The process to run Ceph for performance analysis is shown in the example below. Crimson, which is a new ceph-osd for fast storage, is selected for analysis.

1.    Build and run Ceph

$ git clone --recursive https://github.com/ceph/ceph.git
[ceph]$ WITH_SEASTAR=true ./install-deps.sh


[build]$ ninja

[root@build]$ MGR=1 MON=1 OSD=1 MDS=0 RGW=0 ../src/vstart.sh \
-n -x --without-dashboard --nodaemon --redirect-output --nolockdep \
--crimson --seastore --seastore-devs /dev/xxx #block device

2.    Create a pool and an image, then test with fio

[build]$ bin/ceph osd pool create _benchtest_ 128 128

[build]$ bin/ceph osd pool set --yes-i-really-mean-it _benchtest_ size 1 && bin/ceph osd pool --yes-i-really-mean-it set _benchtest_ min_size 1

[build]$ fio --ioengine=rbd --direct=1 --bs=4096 --iodepth=128  --end_fsync=0 --rw=randwrite --norandommap --size=16384M --numjobs=1 --runtime=600 --time_based --clientname=admin --pool=_benchtest_ --rbdname=fio_test --invalidate=0 --name=self-librbd



Perf is a generic profiler tool for Linux. It can perform function-level and instruction-level hotspot searches and can be used to analyze the CPU usage of hotspot functions in the program to locate performance bottlenecks. Perf offers a rich set of commands to collect and analyze performance and trace data.
Among them, perf record is often used to capture some data with call graphs. The perf record is driven by event-based sampling. The period is expressed as the number of occurrences of an event, not the number of timer ticks. The profiling data can be thousands of lines long and difficult to comprehend. Flame graphs are a visualization for sampled stack traces, which allows hot code-paths to be identified quickly.
Specific steps are shown below. The perf record command sampled at 99 Hz (-F 99), on our target PID, captured stack traces for call graph info. Then FlameGraph is called to generate graph results.

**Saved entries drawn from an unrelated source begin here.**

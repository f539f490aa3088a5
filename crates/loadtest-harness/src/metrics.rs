//! Request samples and in-process statistics collection.
//!
//! Every outbound request reports one or more `RequestSample`s to a
//! `MetricsSink`. The `StatsCollector` sink aggregates them per
//! `(request_type, name)` pair and produces a serializable `StatsReport`.

use chrono::{DateTime, Utc};
use hdrhistogram::{CreationError, Histogram};
use serde::{Deserialize, Serialize};
use std::collections::btree_map::Entry;
use std::collections::BTreeMap;
use std::sync::{Arc, Mutex};
use tracing::warn;

/// Name of the synthetic row that sums all request kinds.
pub const AGGREGATED_NAME: &str = "Aggregated";

/// One timed request outcome.
#[derive(Debug, Clone, PartialEq, Serialize, Deserialize)]
pub struct RequestSample {
    /// Request kind label (e.g. "Send data")
    pub request_type: String,
    /// Target label (e.g. "Kinesis")
    pub name: String,
    /// Wall-clock time the request started
    pub start_time: DateTime<Utc>,
    /// Elapsed time in milliseconds
    pub response_time_ms: f64,
    /// Response size in bytes
    pub response_length: u64,
    /// Error message if the request failed
    #[serde(skip_serializing_if = "Option::is_none")]
    pub error: Option<String>,
}

impl RequestSample {
    pub fn is_failure(&self) -> bool {
        self.error.is_some()
    }
}

/// Destination for request samples.
///
/// This is the seam between request code and whatever aggregates the
/// results, so adapters can be tested with an in-memory recorder.
pub trait MetricsSink: Send + Sync {
    fn record(&self, sample: RequestSample);
}

impl<T: MetricsSink + ?Sized> MetricsSink for Arc<T> {
    fn record(&self, sample: RequestSample) {
        (**self).record(sample)
    }
}

/// Sink that keeps every sample in memory.
#[derive(Debug, Default)]
pub struct RecordingSink {
    samples: Mutex<Vec<RequestSample>>,
}

impl RecordingSink {
    pub fn new() -> Self {
        Self::default()
    }

    /// Get a copy of every sample recorded so far.
    pub fn samples(&self) -> Vec<RequestSample> {
        self.samples
            .lock()
            .unwrap_or_else(|e| e.into_inner())
            .clone()
    }
}

impl MetricsSink for RecordingSink {
    fn record(&self, sample: RequestSample) {
        self.samples
            .lock()
            .unwrap_or_else(|e| e.into_inner())
            .push(sample);
    }
}

/// Latency histogram range in microseconds: 1µs to one hour.
const LATENCY_HIGHEST_US: u64 = 3_600_000_000;
const LATENCY_SIGFIGS: u8 = 3;

/// Running statistics for one request kind.
///
/// Latencies go into a fixed-size histogram, so memory stays constant no
/// matter how long the run is.
#[derive(Debug, Clone)]
struct EndpointStats {
    num_requests: u64,
    num_failures: u64,
    total_response_time_ms: f64,
    min_response_time_ms: Option<f64>,
    max_response_time_ms: f64,
    total_content_length: u64,
    latencies: Histogram<u64>,
}

impl EndpointStats {
    fn new() -> Result<Self, CreationError> {
        Ok(Self {
            num_requests: 0,
            num_failures: 0,
            total_response_time_ms: 0.0,
            min_response_time_ms: None,
            max_response_time_ms: 0.0,
            total_content_length: 0,
            latencies: Histogram::new_with_bounds(1, LATENCY_HIGHEST_US, LATENCY_SIGFIGS)?,
        })
    }

    fn add(&mut self, sample: &RequestSample) {
        self.num_requests += 1;
        if sample.is_failure() {
            self.num_failures += 1;
        }
        self.total_response_time_ms += sample.response_time_ms;
        self.min_response_time_ms = Some(match self.min_response_time_ms {
            Some(min) => min.min(sample.response_time_ms),
            None => sample.response_time_ms,
        });
        self.max_response_time_ms = self.max_response_time_ms.max(sample.response_time_ms);
        self.total_content_length += sample.response_length;
        // Out-of-range latencies are clamped to the histogram bounds
        self.latencies
            .saturating_record((sample.response_time_ms * 1000.0).round() as u64);
    }

    fn merge(&mut self, other: &EndpointStats) {
        self.num_requests += other.num_requests;
        self.num_failures += other.num_failures;
        self.total_response_time_ms += other.total_response_time_ms;
        self.min_response_time_ms = match (self.min_response_time_ms, other.min_response_time_ms) {
            (Some(a), Some(b)) => Some(a.min(b)),
            (a, b) => a.or(b),
        };
        self.max_response_time_ms = self.max_response_time_ms.max(other.max_response_time_ms);
        self.total_content_length += other.total_content_length;
        if let Err(e) = self.latencies.add(&other.latencies) {
            warn!("Failed to merge latency histograms: {:?}", e);
        }
    }

    /// Latency at `quantile` in milliseconds, never above the exact maximum.
    fn quantile_ms(&self, quantile: f64) -> f64 {
        if self.latencies.len() == 0 {
            return 0.0;
        }
        let micros = self.latencies.value_at_quantile(quantile);
        (micros as f64 / 1000.0).min(self.max_response_time_ms)
    }

    fn report(&self, request_type: &str, name: &str, duration_secs: f64) -> EndpointReport {
        let (avg_response_time_ms, avg_content_length) = if self.num_requests > 0 {
            (
                self.total_response_time_ms / self.num_requests as f64,
                self.total_content_length as f64 / self.num_requests as f64,
            )
        } else {
            (0.0, 0.0)
        };

        let per_second = |count: u64| {
            if duration_secs > 0.0 {
                count as f64 / duration_secs
            } else {
                0.0
            }
        };

        EndpointReport {
            request_type: request_type.to_string(),
            name: name.to_string(),
            num_requests: self.num_requests,
            num_failures: self.num_failures,
            avg_response_time_ms,
            min_response_time_ms: self.min_response_time_ms.unwrap_or(0.0),
            max_response_time_ms: self.max_response_time_ms,
            p50_response_time_ms: self.quantile_ms(0.50),
            p95_response_time_ms: self.quantile_ms(0.95),
            p99_response_time_ms: self.quantile_ms(0.99),
            avg_content_length,
            total_content_length: self.total_content_length,
            requests_per_second: per_second(self.num_requests),
            failures_per_second: per_second(self.num_failures),
        }
    }
}

/// Aggregated statistics for one request kind.
#[derive(Debug, Clone, PartialEq, Serialize, Deserialize)]
pub struct EndpointReport {
    pub request_type: String,
    pub name: String,
    pub num_requests: u64,
    pub num_failures: u64,
    pub avg_response_time_ms: f64,
    pub min_response_time_ms: f64,
    pub max_response_time_ms: f64,
    pub p50_response_time_ms: f64,
    pub p95_response_time_ms: f64,
    pub p99_response_time_ms: f64,
    pub avg_content_length: f64,
    pub total_content_length: u64,
    pub requests_per_second: f64,
    pub failures_per_second: f64,
}

impl EndpointReport {
    fn empty(request_type: &str, name: &str) -> Self {
        Self {
            request_type: request_type.to_string(),
            name: name.to_string(),
            num_requests: 0,
            num_failures: 0,
            avg_response_time_ms: 0.0,
            min_response_time_ms: 0.0,
            max_response_time_ms: 0.0,
            p50_response_time_ms: 0.0,
            p95_response_time_ms: 0.0,
            p99_response_time_ms: 0.0,
            avg_content_length: 0.0,
            total_content_length: 0,
            requests_per_second: 0.0,
            failures_per_second: 0.0,
        }
    }

    /// Fraction of requests that failed (0.0 when nothing was sent).
    pub fn failure_ratio(&self) -> f64 {
        if self.num_requests > 0 {
            self.num_failures as f64 / self.num_requests as f64
        } else {
            0.0
        }
    }
}

/// Distinct error message and how often it occurred.
#[derive(Debug, Clone, PartialEq, Eq, Serialize, Deserialize)]
pub struct ErrorReport {
    pub request_type: String,
    pub name: String,
    pub error: String,
    pub occurrences: u64,
}

/// Point-in-time statistics snapshot.
#[derive(Debug, Clone, PartialEq, Serialize, Deserialize)]
pub struct StatsReport {
    /// Collection start time
    pub started_at: DateTime<Utc>,
    /// Snapshot time
    pub generated_at: DateTime<Utc>,
    /// Per request kind, sorted by (request_type, name)
    pub entries: Vec<EndpointReport>,
    /// Sum over all entries
    pub total: EndpointReport,
    /// Distinct errors, most frequent first
    #[serde(default)]
    pub errors: Vec<ErrorReport>,
}

impl StatsReport {
    /// Get duration in seconds.
    pub fn duration_secs(&self) -> f64 {
        (self.generated_at - self.started_at).num_milliseconds() as f64 / 1000.0
    }
}

#[derive(Debug, Default)]
struct StatsState {
    entries: BTreeMap<(String, String), EndpointStats>,
    errors: BTreeMap<(String, String, String), u64>,
}

/// Thread-safe sink that aggregates samples into per-request statistics.
#[derive(Debug)]
pub struct StatsCollector {
    started_at: DateTime<Utc>,
    state: Mutex<StatsState>,
}

impl Default for StatsCollector {
    fn default() -> Self {
        Self::new()
    }
}

impl StatsCollector {
    pub fn new() -> Self {
        Self {
            started_at: Utc::now(),
            state: Mutex::new(StatsState::default()),
        }
    }

    /// Total number of samples recorded.
    pub fn total_requests(&self) -> u64 {
        let state = self.state.lock().unwrap_or_else(|e| e.into_inner());
        state.entries.values().map(|e| e.num_requests).sum()
    }

    /// Build a report of everything recorded so far.
    pub fn snapshot(&self) -> StatsReport {
        self.snapshot_at(Utc::now())
    }

    fn snapshot_at(&self, generated_at: DateTime<Utc>) -> StatsReport {
        let state = self.state.lock().unwrap_or_else(|e| e.into_inner());
        let duration_secs = (generated_at - self.started_at).num_milliseconds() as f64 / 1000.0;

        let mut total: Option<EndpointStats> = None;
        let entries = state
            .entries
            .iter()
            .map(|((request_type, name), stats)| {
                if let Some(total) = total.as_mut() {
                    total.merge(stats);
                } else {
                    total = Some(stats.clone());
                }
                stats.report(request_type, name, duration_secs)
            })
            .collect();

        let mut errors: Vec<ErrorReport> = state
            .errors
            .iter()
            .map(|((request_type, name, error), occurrences)| ErrorReport {
                request_type: request_type.clone(),
                name: name.clone(),
                error: error.clone(),
                occurrences: *occurrences,
            })
            .collect();
        errors.sort_by(|a, b| b.occurrences.cmp(&a.occurrences));

        StatsReport {
            started_at: self.started_at,
            generated_at,
            entries,
            total: match total {
                Some(total) => total.report("", AGGREGATED_NAME, duration_secs),
                None => EndpointReport::empty("", AGGREGATED_NAME),
            },
            errors,
        }
    }
}

impl MetricsSink for StatsCollector {
    fn record(&self, sample: RequestSample) {
        let mut state = self.state.lock().unwrap_or_else(|e| e.into_inner());

        let key = (sample.request_type.clone(), sample.name.clone());
        let stats = match state.entries.entry(key) {
            Entry::Occupied(entry) => entry.into_mut(),
            Entry::Vacant(entry) => match EndpointStats::new() {
                Ok(stats) => entry.insert(stats),
                Err(e) => {
                    warn!("Failed to create latency histogram: {:?}", e);
                    return;
                }
            },
        };
        stats.add(&sample);

        if let Some(error) = sample.error {
            *state
                .errors
                .entry((sample.request_type, sample.name, error))
                .or_insert(0) += 1;
        }
    }
}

$ git clone https://github.com/brendangregg/FlameGraph

$ perf record -p `pidof ceph-osd` -F 99 --call-graph dwarf -- sleep 60

[FlameGraph]$ perf script | ./stackcollapse-perf.pl > out.perf-folded

[FlameGraph]$ ./flamegraph.pl out.perf-folded > perf.svg

[FlameGraph]$ firefox perf.svg


Figure 1: Sample flame graph


In the flame graph, each box represents a function in the call stack. The top box shows the function that was on-CPU. Everything beneath that is ancestry. The width of the box shows the total time it was on-CPU or part of an ancestry that was on-CPU. You could use the flame graph to see which function is the bottleneck.
We can see that in the sample graph crcB3_loop takes up a lot of CPU time. It is part of the calculation of CRC32. CRC32 is an error-detecting function that uses a CRC32 algorithm to detect changes between source and target data. In Ceph, this value is required when doing a replay after an unexpected power failure for cached extents. The extents need to maintain the value and recalculate it when content changes. This inspires us to optimize the calculation part of CRC32 to get better performance.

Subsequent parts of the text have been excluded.